### EXERCISE AIM
The line containing "use crate::context::Context;" marks the end, so write out exactly every line from the top of the entries below through that one.

[Saved entries]

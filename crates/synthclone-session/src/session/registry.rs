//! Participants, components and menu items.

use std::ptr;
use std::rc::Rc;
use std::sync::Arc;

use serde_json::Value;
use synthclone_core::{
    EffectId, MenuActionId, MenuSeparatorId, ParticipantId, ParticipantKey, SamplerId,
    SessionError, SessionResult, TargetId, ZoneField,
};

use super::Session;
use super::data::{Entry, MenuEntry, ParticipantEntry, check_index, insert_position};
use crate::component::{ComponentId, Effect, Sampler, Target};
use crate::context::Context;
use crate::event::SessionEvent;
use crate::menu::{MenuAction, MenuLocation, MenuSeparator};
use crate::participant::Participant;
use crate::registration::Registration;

### RESULT
filename crates/synthclone-session/src/session/registry.rs
//! Participants, components and menu items.

use std::ptr;
use std::rc::Rc;
use std::sync::Arc;

use serde_json::Value;
use synthclone_core::{
    EffectId, MenuActionId, MenuSeparatorId, ParticipantId, ParticipantKey, SamplerId,
    SessionError, SessionResult, TargetId, ZoneField,
};

use super::Session;
use super::data::{Entry, MenuEntry, ParticipantEntry, check_index, insert_position};
use crate::component::{ComponentId, Effect, Sampler, Target};
use crate::context::Context;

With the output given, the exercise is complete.